_Exercise objective_. Pull every line containing the word "shop" from the records.

_Material provided_.
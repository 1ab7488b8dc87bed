use super::*;

// =============================================================================
// parse_cors_origins
// =============================================================================

#[test]
fn unset_var_yields_dev_defaults() {
    assert_eq!(
        parse_cors_origins(None),
        vec!["http://localhost:3000".to_owned(), "http://localhost:5173".to_owned()]
    );
}

#[test]
fn single_origin_is_parsed() {
    assert_eq!(
        parse_cors_origins(Some("https://shop.example.com".to_owned())),
        vec!["https://shop.example.com".to_owned()]
    );
}

#[test]
fn comma_list_is_split_and_trimmed() {
    assert_eq!(
        parse_cors_origins(Some("https://a.example.com , https://b.example.com".to_owned())),
        vec!["https://a.example.com".to_owned(), "https://b.example.com".to_owned()]
    );
}

#[test]
fn empty_entries_are_dropped() {
    assert_eq!(
        parse_cors_origins(Some(",https://a.example.com,,".to_owned())),
        vec!["https://a.example.com".to_owned()]
    );
}

#[test]
fn all_empty_falls_back_to_defaults() {
    assert_eq!(
        parse_cors_origins(Some(" , ,".to_owned())),
        vec!["http://localhost:3000".to_owned(), "http://localhost:5173".to_owned()]
    );
}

_Result_.
        parse_cors_origins(Some("https://shop.example.com".to_owned())),
        vec!["https://shop.example.com".to_owned()]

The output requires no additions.